Porque, aunque el microrrelato no es ajeno a todas las literaturas
contemporáneas -basta recordar la extraña belleza de los cuentos breves de Kafka
o el impagable humor de los de Slawomir Mrozek-, parece
haber irrumpido con mayor fuerza al otro lado del Atlántico, donde también se
ha intentado dotarlo de base teórica y distinguirlo de especies afines. No
faltan en nuestro país brillantes cultivadores del microrrelato, como Luis
Mateo Díez, Max Aub o Antonio Pereira, y es raro el escritor que no haya
perpretado uno alguna vez.

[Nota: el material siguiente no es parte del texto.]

//! # Sync Worker
//!
//! Background loop that drains unsynced records to the remote store.
//!
//! ## Pass Flow
//! ```text
//! ┌─────────────────────────────────────────────────────────────────────────┐
//! │                           Sync Pass                                     │
//! │                                                                         │
//! │  probe ── offline ──► PassReport { skipped_offline: true }  (no logs)  │
//! │    │                                                                    │
//! │    ▼ online                                                             │
//! │  for kind in farmers, customers, sales, products,                      │
//! │              milk_collections, ledger_entries:                         │
//! │      list_pending(kind, batch_size)   pending + failed, oldest first   │
//! │        └─ list error → log, next table                                 │
//! │      for record:                                                        │
//! │        uplink.push(kind, record, Sync)                                 │
//! │          Synced   → counted                                            │
//! │          Conflict → counted (uplink marked it)                         │
//! │          Failed   → retryable: stays pending, counted                  │
//! │                     rejected:  mark failed@version, counted            │
//! └─────────────────────────────────────────────────────────────────────────┘
//! ```
//!
//! Passes are serialized: a forced pass waits for a scheduled one to finish.
//! The loop only checks for shutdown between passes.

use chrono::{DateTime, Utc};
use milkrecord_core::{RecordKind, SyncAction, SyncStatus};
use milkrecord_db::{Database, RecordRepository};
use serde::Serialize;
use std::sync::Arc;
use std::time::Duration;
use tokio::sync::{mpsc, Mutex, RwLock};
use tracing::{debug, error, info, warn};
use ts_rs::TS;

use crate::agent::SyncEventEmitter;
use crate::connectivity::ConnectivityProbe;
use crate::uplink::{PushOutcome, Uplink};

// =============================================================================
// Pass Report
// =============================================================================

/// Outcome counts for one table within a pass.
#[derive(Debug, Clone, PartialEq, Serialize, TS)]
#[ts(export)]
pub struct TableReport {
    pub kind: RecordKind,
    pub attempted: usize,
    pub synced: usize,
    pub failed: usize,
    pub conflicts: usize,
    /// Set when the table could not be listed.
    pub error: Option<String>,
}

/// Result of one sync pass.
#[derive(Debug, Clone, PartialEq, Serialize, TS)]
#[ts(export)]
pub struct PassReport {
    pub attempted: usize,
    pub synced: usize,
    pub failed: usize,
    pub conflicts: usize,
    /// The probe said offline; nothing was scanned.
    pub skipped_offline: bool,
    pub tables: Vec<TableReport>,
    #[ts(as = "String")]
    pub started_at: DateTime<Utc>,
    #[ts(as = "String")]
    pub finished_at: DateTime<Utc>,
}

impl PassReport {
    fn begin() -> Self {
        let now = Utc::now();
        PassReport {
            attempted: 0,
            synced: 0,
            failed: 0,
            conflicts: 0,
            skipped_offline: false,
            tables: Vec::new(),
            started_at: now,
            finished_at: now,
        }
    }

    fn add(&mut self, table: TableReport) {
        self.attempted += table.attempted;
        self.synced += table.synced;
        self.failed += table.failed;
        self.conflicts += table.conflicts;
        self.tables.push(table);
    }

    /// Nothing was attempted (offline, or nothing to push).
    pub fn is_idle(&self) -> bool {
        self.attempted == 0
    }
}

// =============================================================================
// Sync Worker
// =============================================================================

/// Periodic scanner and pusher of unsynced records.
pub struct SyncWorker {
    records: RecordRepository,
    probe: Arc<dyn ConnectivityProbe>,
    uplink: Uplink,
    batch_size: u32,
    interval: Duration,
    events: Arc<dyn SyncEventEmitter>,
    pass_lock: Mutex<()>,
    last_pass: RwLock<Option<PassReport>>,
}

impl SyncWorker {
    pub fn new(
        db: &Database,
        probe: Arc<dyn ConnectivityProbe>,
        uplink: Uplink,
        batch_size: u32,
        interval: Duration,
        events: Arc<dyn SyncEventEmitter>,
    ) -> Self {
        SyncWorker {
            records: db.records(),
            probe,
            uplink,
            batch_size,
            interval,
            events,
            pass_lock: Mutex::new(()),
            last_pass: RwLock::new(None),
        }
    }

    /// Report of the most recent completed pass.
    pub async fn last_pass(&self) -> Option<PassReport> {
        self.last_pass.read().await.clone()
    }

    /// Runs one full pass over every table.
    pub async fn run_pass(&self) -> PassReport {
        let _guard = self.pass_lock.lock().await;
        let mut report = PassReport::begin();

        if !self.probe.internet_available().await {
            debug!("Offline, skipping sync pass");
            report.skipped_offline = true;
            report.finished_at = Utc::now();
            *self.last_pass.write().await = Some(report.clone());
            return report;
        }

        for kind in RecordKind::ALL {
            let table = self.sync_table(kind).await;
            report.add(table);
        }

        report.finished_at = Utc::now();

        if !report.is_idle() {
            info!(
                attempted = report.attempted,
                synced = report.synced,
                failed = report.failed,
                conflicts = report.conflicts,
                "Sync pass complete"
            );
        }

        self.events.emit_pass(&report);
        *self.last_pass.write().await = Some(report.clone());
        report
    }

    async fn sync_table(&self, kind: RecordKind) -> TableReport {
        let mut table = TableReport {
            kind,
            attempted: 0,
            synced: 0,
            failed: 0,
            conflicts: 0,
            error: None,
        };

        let pending = match self.records.list_pending(kind, self.batch_size).await {
            Ok(pending) => pending,
            Err(e) => {
                error!(kind = %kind, error = %e, "Failed to list pending records");
                self.events.emit_error(Some(kind), None, &e.to_string(), false);
                table.error = Some(e.to_string());
                return table;
            }
        };

        if pending.is_empty() {
            return table;
        }

        debug!(kind = %kind, count = pending.len(), "Pushing pending records");

        for record in &pending {
            table.attempted += 1;

            match self.uplink.push(kind, record, SyncAction::Sync).await {
                PushOutcome::Synced { .. } => table.synced += 1,
                PushOutcome::Conflict { .. } => table.conflicts += 1,
                PushOutcome::Failed { retryable, .. } => {
                    table.failed += 1;
                    // Network trouble leaves the record pending; only a
                    // rejection by the remote marks it failed.
                    if retryable {
                        continue;
                    }
                    if let Err(e) = self
                        .records
                        .mark_status(kind, &record.id, record.version, SyncStatus::Failed)
                        .await
                    {
                        warn!(kind = %kind, record_id = %record.id, error = %e, "Failed to mark record failed");
                    }
                }
            }
        }

        table
    }

    /// Runs passes every `interval` until a shutdown signal arrives.
    ///
    /// The first pass runs immediately. A pass in flight always completes.
    pub async fn run(self: Arc<Self>, mut shutdown_rx: mpsc::Receiver<()>) {
        info!(interval = ?self.interval, batch_size = self.batch_size, "Sync worker started");

        let mut interval = tokio::time::interval(self.interval);
        interval.set_missed_tick_behavior(tokio::time::MissedTickBehavior::Delay);

        loop {
            tokio::select! {
                biased;

                _ = shutdown_rx.recv() => {
                    info!("Sync worker received shutdown");
                    break;
                }

                _ = interval.tick() => {
                    self.run_pass().await;
                }
            }
        }

        info!("Sync worker stopped");
    }
}

impl std::fmt::Debug for SyncWorker {
    fn fmt(&self, f: &mut std::fmt::Formatter<'_>) -> std::fmt::Result {
        f.debug_struct("SyncWorker")
            .field("uplink", &self.uplink)
            .field("batch_size", &self.batch_size)
            .field("interval", &self.interval)
            .finish()
    }
}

El microrrelato hunde sus
raíces, como toda literatura, en la tradición
oral, en forma de fábulas y apólogos, y va tomando cuerpo en la Edad Media a
través de la literatura didáctica, que se sirve de leyendas, adivinanzas y
parábolas. Algunos han visto el microrrelato como la versión en prosa del haiku
oriental y otros lo han hecho derivar de la literatura lapidaria. Pero es en la época moderna, al nacer el
cuento como género literario, cuando el microrrelato se populariza en la
literatura en español gracias a la concurrencia de dos fenómenos de distinta
índole: la explosión de las vanguardias con su renovación expresiva y la
proliferación de revistas que exigían textos breves ilustrados para llenar sus
páginas culturales. Algunas de las greguerías de Ramón Gómez de la Serna son
verdaderos cuentos de apenas una línea, y también Rubén Darío y Vicente
Huidobro publicaron minicuentos desde diversas estéticas. Junto a estos
autores, la crítica señala también al mexicano Julio Torri y al argentino
Leopoldo Lugones como decisivos precursores del actual microrrelato. En la segunda mitad del siglo XX el
microrrelato llega a su madurez. Ya no se trata de un ejercicio de estilo, de
una pirueta de agudeza o de un retazo más o menos misterioso de prosa poética.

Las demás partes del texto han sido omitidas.